A type of blue-green algae is adapting to rising CO2 levels, meaning the species is even more resilient to changing climate conditions than previously hypothesised.
A team of microbiologists at the University of Amsterdam has conducted research on the implications caused by cyanobacteria on clean drinking water, swimming safety and freshwater ecosystems.
Aquatic microbiologist and project leader Professor Jef Huisman studied the proliferation of the species in lakes and reservoirs during the summer months by analysing its genetic composition in both the lab and in the field under CO2-rich conditions.
Huisman said: “Before this, the adaptive potential of these harmful cyanobacteria in response to increasing CO2 concentrations had never been studied systematically, even though this can help us predict how algal blooms will develop in future.”

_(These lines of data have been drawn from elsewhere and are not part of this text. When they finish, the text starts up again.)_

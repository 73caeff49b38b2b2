//! Harness configuration.
//!
//! Configuration is stored in TOML format at:
//! - Linux: `~/.config/codebase-mcp/migration-perf.toml`
//! - macOS: `~/Library/Application Support/codebase-mcp/migration-perf.toml`
//! - Windows: `%APPDATA%\codebase-mcp\migration-perf.toml`
//!
//! Every key is optional. Missing keys take the defaults below, which match
//! the FR-031 scenario (100 repositories x 100 chunks, 300 second budget)
//! and the 30 second rollback budget.
//!
//! ```toml
//! target_seconds = 300.0
//! rollback_target_seconds = 30.0
//! repositories = 100
//! files_per_repo = 1
//! chunks_per_repo = 100
//! test_database_name = "codebase_mcp_test"
//! migration_log_file = "/tmp/codebase-mcp-migration.log"
//! repo_root = "/srv/codebase-mcp"
//! generator_script = "tests/fixtures/generate_test_data.py"
//! baseline_revision = "005"
//!
//! [tools]
//! alembic = "alembic"
//! python = "python3"
//! psql = "psql"
//! createdb = "createdb"
//! dropdb = "dropdb"
//! ```

use codebase_mcp_core::{DatabaseName, Error, Result, validate_argument, validate_program};
use serde::{Deserialize, Serialize};
use std::path::{Path, PathBuf};
use std::time::Duration;
use tracing::debug;

/// Migration budget from FR-031 (5 minutes).
pub const DEFAULT_TARGET_SECONDS: f64 = 300.0;

/// Budget for `alembic downgrade -1`.
pub const DEFAULT_ROLLBACK_TARGET_SECONDS: f64 = 30.0;

/// Repositories in the generated dataset.
pub const DEFAULT_REPOSITORIES: u32 = 100;

/// Chunks generated per repository (100 x 100 = 10,000 chunks).
pub const DEFAULT_CHUNKS_PER_REPO: u32 = 100;

/// Name the test database must carry before anything destructive runs.
pub const DEFAULT_TEST_DATABASE: &str = "codebase_mcp_test";

/// Log file the migration writes its step timings to.
pub const DEFAULT_MIGRATION_LOG: &str = "/tmp/codebase-mcp-migration.log";

/// Full harness configuration.
#[derive(Debug, Clone, Serialize, Deserialize, PartialEq)]
#[serde(default)]
pub struct HarnessConfig {
    /// Migration must finish strictly below this many seconds.
    pub target_seconds: f64,

    /// Rollback must finish strictly below this many seconds.
    pub rollback_target_seconds: f64,

    /// Number of repositories to generate.
    pub repositories: u32,

    /// Files generated per repository.
    pub files_per_repo: u32,

    /// Chunks generated per repository (passed as `--chunks-per-file`).
    pub chunks_per_repo: u32,

    /// Database name `DATABASE_URL` must point at.
    pub test_database_name: String,

    /// Migration log file parsed for per-step timings.
    pub migration_log_file: PathBuf,

    /// Project root containing `alembic.ini`; all commands run here.
    pub repo_root: PathBuf,

    /// Test data generator, relative to `repo_root` unless absolute.
    pub generator_script: PathBuf,

    /// Revision the database is brought to before data generation.
    pub baseline_revision: String,

    /// Per-command timeout in seconds. `None` lets commands run to completion.
    pub command_timeout_secs: Option<u64>,

    /// External programs.
    pub tools: ToolPaths,
}

/// External programs the harness drives.
#[derive(Debug, Clone, Serialize, Deserialize, PartialEq, Eq)]
#[serde(default)]
pub struct ToolPaths {
    /// Alembic executable
    pub alembic: String,
    /// Python interpreter used to run the generator script
    pub python: String,
    /// `psql` client
    pub psql: String,
    /// `createdb` utility
    pub createdb: String,
    /// `dropdb` utility
    pub dropdb: String,
}

impl Default for ToolPaths {
    fn default() -> Self {
        Self {
            alembic: "alembic".to_string(),
            python: "python3".to_string(),
            psql: "psql".to_string(),
            createdb: "createdb".to_string(),
            dropdb: "dropdb".to_string(),
        }
    }
}

impl Default for HarnessConfig {
    fn default() -> Self {
        Self {
            target_seconds: DEFAULT_TARGET_SECONDS,
            rollback_target_seconds: DEFAULT_ROLLBACK_TARGET_SECONDS,
            repositories: DEFAULT_REPOSITORIES,
            files_per_repo: 1,
            chunks_per_repo: DEFAULT_CHUNKS_PER_REPO,
            test_database_name: DEFAULT_TEST_DATABASE.to_string(),
            migration_log_file: PathBuf::from(DEFAULT_MIGRATION_LOG),
            repo_root: PathBuf::from("."),
            generator_script: PathBuf::from("tests/fixtures/generate_test_data.py"),
            baseline_revision: "005".to_string(),
            command_timeout_secs: None,
            tools: ToolPaths::default(),
        }
    }
}

impl HarnessConfig {
    /// Parses a configuration from TOML text and validates it.
    ///
    /// # Errors
    ///
    /// Returns `Error::ConfigError` if the TOML is malformed or a value is
    /// out of range.
    ///
    /// # Examples
    ///
    /// ```
    /// use codebase_mcp_perf::config::HarnessConfig;
    ///
    /// let config = HarnessConfig::from_toml_str("target_seconds = 120.0").unwrap();
    /// assert_eq!(config.target_seconds, 120.0);
    /// assert_eq!(config.repositories, 100);
    /// ```
    pub fn from_toml_str(content: &str) -> Result<Self> {
        let config: Self = toml::from_str(content).map_err(|e| Error::ConfigError {
            message: format!("failed to parse config: {e}"),
        })?;
        config.validate()?;
        Ok(config)
    }

    /// Loads the configuration.
    ///
    /// An explicit path must exist. Without one, the platform config file is
    /// used when present, otherwise defaults.
    ///
    /// # Errors
    ///
    /// Returns an error if the file cannot be read or parsed.
    pub fn load(explicit: Option<&Path>) -> Result<Self> {
        let path = match explicit {
            Some(path) => path.to_path_buf(),
            None => match default_config_path() {
                Some(path) if path.exists() => path,
                _ => {
                    debug!("Config file not found, using defaults");
                    return Ok(Self::default());
                }
            },
        };

        let content = std::fs::read_to_string(&path).map_err(|source| Error::IoError {
            path: path.display().to_string(),
            source,
        })?;

        debug!("Loaded config from {}", path.display());
        Self::from_toml_str(&content)
    }

    /// Checks value ranges and names.
    ///
    /// # Errors
    ///
    /// Returns `Error::ConfigError` for a non-positive budget or timeout or a
    /// zero-sized dataset, and a validation error for a bad database name,
    /// revision or program path.
    pub fn validate(&self) -> Result<()> {
        for (field, budget) in [
            ("target_seconds", self.target_seconds),
            ("rollback_target_seconds", self.rollback_target_seconds),
        ] {
            if !(budget.is_finite() && budget > 0.0) {
                return Err(Error::ConfigError {
                    message: format!("{field} must be a positive number, got {budget}"),
                });
            }
        }

        if self.command_timeout_secs == Some(0) {
            return Err(Error::ConfigError {
                message: "command_timeout_secs must be at least 1".to_string(),
            });
        }

        if self.repositories == 0 || self.chunks_per_repo == 0 || self.files_per_repo == 0 {
            return Err(Error::ConfigError {
                message: "repositories, files_per_repo and chunks_per_repo must be at least 1"
                    .to_string(),
            });
        }

        self.database_name()?;
        validate_argument("baseline_revision", &self.baseline_revision)?;

        for (field, program) in [
            ("tools.alembic", &self.tools.alembic),
            ("tools.python", &self.tools.python),
            ("tools.psql", &self.tools.psql),
            ("tools.createdb", &self.tools.createdb),
            ("tools.dropdb", &self.tools.dropdb),
        ] {
            validate_program(field, program)?;
        }

        Ok(())
    }

    /// The validated test database name.
    ///
    /// # Errors
    ///
    /// Returns a validation error if the configured name is not a safe
    /// identifier.
    pub fn database_name(&self) -> Result<DatabaseName> {
        DatabaseName::new(self.test_database_name.clone())
    }

    /// Minimum number of chunks the generated dataset must contain.
    #[must_use]
    pub fn expected_chunks(&self) -> u64 {
        u64::from(self.repositories) * u64::from(self.chunks_per_repo)
    }

    /// Generator script resolved against the repository root.
    #[must_use]
    pub fn generator_path(&self) -> PathBuf {
        if self.generator_script.is_absolute() {
            self.generator_script.clone()
        } else {
            self.repo_root.join(&self.generator_script)
        }
    }

    /// Per-command timeout, if configured.
    #[must_use]
    pub fn command_timeout(&self) -> Option<Duration> {
        self.command_timeout_secs.map(Duration::from_secs)
    }
}

/// Platform config file location.
#[must_use]
pub fn default_config_path() -> Option<PathBuf> {
    dirs::config_dir().map(|dir| dir.join("codebase-mcp").join("migration-perf.toml"))
}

Under both lab and field conditions, cyanobacteria’s genetic make-up altered as it responded to increased CO2 exposure.
Co-author Giovanni Sandrini added: “It’s a textbook example of natural selection. Cyanobacteria absorb CO2 during photosynthesis to produce their biomass, and we observed that the strain best equipped to absorb dissolved CO2 eventually gains the upper hand.
“We discovered that these high-speed strains enjoy a major selective advantage in CO2-rich water. Given the rising atmospheric CO2 values, these strains are poised to thrive.”
Cyanobacteria’s adaptation is causing concern for microbiologists because Microcystis is capable of producing microcystin, a toxin that causes liver damage in birds and mammals. In high concentrations, cyanobacteria are disruptive to freshwater ecosystems, killing fish and aquatic plants.
Swimming areas in the Netherlands are often closed due to toxic blue-green algal blooms.
The study, which was funded by the Netherlands Organisation for Scientific Research and supported by Horizon 2020, has been published in the online journal researchgate.